Ticket Details

HttpAuth doesn't send status code 401

BUG Ticket (closed) 

###What I did:
I used the following code inside an action
{{{
Auth::config(array('user' => array(
	'adapter' => 'Http',
	'users' => array('user' => 'pass'),
	'method' => 'basic'
)));
$user = Auth::check('user', $this->request);
if (!$user) {
	return 'Access Denied';
}
$this->render(array('json' => $user));
}}}

###What happened:
Status code 200 will be sent no matter correct credentials are provided or not.

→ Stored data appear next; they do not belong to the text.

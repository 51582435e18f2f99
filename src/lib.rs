//! # Jetty
//!
//! Host-side client for an ARM board emulator driven over a pair of byte
//! pipes.
//!
//! The [board](crate::spawn) runs as a child process whose standard streams
//! carry a small binary [protocol](crate::wire). On top of that sit the
//! [listing parser](crate::kmd) and the [`Board`] session object, which
//! loads program images, controls execution, manages the board's breakpoint
//! table, reads back registers and memory, and relays the board's virtual
//! terminal.
//!
//! # Examples
//!
//! ```no_run
//! use std::path::Path;
//!
//! use jetty::{Board, Listing};
//!
//! # fn main() -> Result<(), Box<dyn std::error::Error>> {
//! // Spawn the board emulator
//! let (session, link) = jetty::spawn::board(Path::new("board"))?;
//! let board = Board::new(link);
//!
//! // Load a compiled listing into board memory
//! let listing = Listing::load(Path::new("demo.kmd"))?;
//! board.load(&listing);
//!
//! // Run until a breakpoint or halt
//! board.start(0);
//! while !board.status().halted() {
//!     print!("{}", board.pull());
//! }
//! # drop(session);
//! # Ok(())
//! # }
//! ```

#![warn(clippy::pedantic)]

pub mod board;
pub mod kmd;
pub mod link;
pub mod spawn;
pub mod wire;

pub use self::board::{Board, Probe, Row};
pub use self::kmd::{Line, Listing};
pub use self::link::Link;
pub use self::spawn::Session;
pub use self::wire::Status;
//! Interactive controller.
//!
//! The foreground thread owns the prompt; a detached relay thread polls the
//! board for terminal output and prints it as it arrives. Both share the
//! session's protocol mutex, so their exchanges never interleave on the
//! wire.

use std::io::{self, BufRead, Write};
use std::path::PathBuf;
use std::sync::Arc;
use std::sync::atomic::{AtomicBool, Ordering};
use std::thread;
use std::time::Duration;

use anyhow::Context;
use jetty::kmd::Listing;
use jetty::spawn::{self, Session};
use jetty::{Board, Link};
use log::debug;

use crate::cli::Cli;
use crate::err::Result;
use crate::lang::{self, Command, Keyword};
use crate::setup::Tools;

/// Cadence of the terminal output relay.
const RELAY: Duration = Duration::from_millis(10);

/// Interactive board controller.
#[derive(Debug)]
pub struct App {
    /// Board protocol driver.
    board: Arc<Board>,
    /// Board child, reaped on drop.
    _session: Session,
    /// Currently loaded listing.
    listing: Listing,
    /// Source file under debug.
    source: PathBuf,
    /// Derived listing path.
    kmd: PathBuf,
    /// Sibling tool paths.
    tools: Tools,
    /// Last memory window shown.
    window: u32,
}

impl App {
    /// Constructs the controller around a spawned board.
    pub fn new(args: Cli, tools: Tools, session: Session, link: Link) -> Self {
        let kmd = args.source.with_extension("kmd");
        Self {
            board: Arc::new(Board::new(link)),
            _session: session,
            listing: Listing::default(),
            source: args.source,
            kmd,
            tools,
            window: 0,
        }
    }

    /// Runs the controller until quit or end of input.
    pub fn run(mut self) -> Result<()> {
        // Start the terminal output relay
        let alive = Arc::new(AtomicBool::new(true));
        let relay = thread::spawn({
            let board = Arc::clone(&self.board);
            let alive = Arc::clone(&alive);
            move || {
                while alive.load(Ordering::Relaxed) {
                    thread::sleep(RELAY);
                    let out = board.pull();
                    if !out.is_empty() {
                        print!("{out}");
                        let _ = io::stdout().flush();
                    }
                }
            }
        });

        // Assemble and load before the first prompt
        if let Err(err) = self.load() {
            advise::error!("{err:#}");
        }

        // Drive the prompt until quit
        let result = self.prompt();

        // Stop the relay; the session drop then reaps the board
        alive.store(false, Ordering::Relaxed);
        let _ = relay.join();
        result
    }

    /// Reads and executes prompt lines until quit or end of input.
    fn prompt(&mut self) -> Result<()> {
        let stdin = io::stdin();
        let mut line = String::new();
        loop {
            // Present the prompt
            print!("({})> ", self.board.status());
            io::stdout().flush().map_err(anyhow::Error::from)?;

            // Read input
            line.clear();
            if stdin
                .lock()
                .read_line(&mut line)
                .map_err(anyhow::Error::from)?
                == 0
            {
                // End of input quits
                break;
            }

            // Parse input
            let cmd = match lang::parse(line.trim()) {
                Ok(Some(cmd)) => cmd,
                Ok(None) => continue,
                Err(err) => {
                    advise::error!("{err}");
                    continue;
                }
            };
            debug!("parsed command: `{cmd:?}`");

            // Execute the command
            match self.exec(cmd) {
                Ok(true) => (),
                Ok(false) => break,
                Err(err) => advise::error!("{err:#}"),
            }
        }
        Ok(())
    }

    /// Executes a command, returning `false` to quit.
    fn exec(&mut self, cmd: Command) -> anyhow::Result<bool> {
        match cmd {
            Command::Break(addr) => self.r#break(addr),
            Command::Continue => self.board.resume(),
            Command::Help(topic) => Self::help(topic),
            Command::Info => self.info(),
            Command::Load => self.load()?,
            Command::Mem(addr) => self.mem(addr),
            Command::Quit => return Ok(false),
            Command::Regs => self.regs(),
            Command::Reset => self.board.reset(),
            Command::Send(text) => self.send(&text),
            Command::Start => self.board.start(0),
            Command::Status => self.status(),
            Command::Step(count) => self.board.start(count),
            Command::Stop => self.board.pause(),
        }
        Ok(true)
    }

    /// Toggles the breakpoint at an address.
    fn r#break(&self, addr: u32) {
        if self.board.toggle(addr) {
            println!("breakpoint set at {addr:#010x}");
        } else {
            println!("breakpoint cleared at {addr:#010x} (or table full)");
        }
    }

    /// Lists live breakpoints.
    fn info(&self) {
        let bpts = self.board.breakpoints();
        if bpts.is_empty() {
            println!("no breakpoints");
        }
        for (point, addr) in bpts.iter().enumerate() {
            println!("breakpoint {point} @ {addr:#010x}");
        }
    }

    /// Prints the register file.
    fn regs(&self) {
        for (reg, value) in self.board.registers().iter().enumerate() {
            match reg {
                15 => println!("pc : {value}"),
                _ => println!("r{reg:<2}: {value}"),
            }
        }
    }

    /// Renders the memory view.
    fn mem(&mut self, addr: Option<u32>) {
        self.window = addr.unwrap_or(self.window);
        for row in self.board.view(self.window, &self.listing) {
            let mark = if row.breakpoint { '*' } else { ' ' };
            println!(
                "{mark} {address:08X}  {hex:<13} {disassembly}",
                address = row.address,
                hex = row.hex,
                disassembly = row.disassembly,
            );
        }
    }

    /// Prints the status word and step counters.
    fn status(&self) {
        let probe = self.board.probe();
        println!("status: {}", probe.status);
        println!("steps remaining: {}", probe.remaining);
        println!("steps since reset: {}", probe.elapsed);
    }

    /// Relays a line of terminal input to the board.
    fn send(&self, text: &str) {
        for code in text.chars().map(u32::from).chain([u32::from('\n')]) {
            if !self.board.push(code) {
                advise::warn!("rejected key code {code:#x}");
            }
        }
    }

    /// Assembles the source and loads the fresh listing.
    fn load(&mut self) -> anyhow::Result<()> {
        // Flush any previous listing before the attempt
        self.listing = Listing::default();

        // Run the assembler, surfacing its transcript
        let transcript = spawn::assemble(&self.tools.asm, &self.source, &self.kmd)
            .with_context(|| format!("could not assemble `{}`", self.source.display()))?;
        if !transcript.trim().is_empty() {
            debug!("assembler: {}", transcript.trim());
        }

        // Parse the listing and stream it into board memory
        self.listing = Listing::load(&self.kmd)
            .with_context(|| format!("could not read `{}`", self.kmd.display()))?;
        self.board.load(&self.listing);
        println!(
            "loaded {count} lines from `{path}`",
            count = self.listing.len(),
            path = self.kmd.display(),
        );
        Ok(())
    }

    /// Prints help for a topic.
    fn help(topic: Option<Keyword>) {
        println!("{}", topic.unwrap_or(Keyword::All));
    }
}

And the browser doesn't ask for username and password.

###What was expected:
Status code 401 should be sent

###More:
We can send a 401 manually using ```$this->response->status(401);``` but I don't how can it be automatically done inside Http auth adapter, because there is no access to response object inside Http adapter.
on 08.22.10 reported by: farhadi owned by: nate

Updates

(invalid) on 09.30.10 by nate
  • owner was changed to nate
  • status was changed to closed
  • resolution was changed to invalid
Actually, that's not how it's intended to work. The adapter only returns true or false, depending on whether authentication was successful. Handling authentication failure is still the responsibility of the user.

Doing otherwise would tightly couple the adapter to the controller, and this isn't something we have a design for as yet.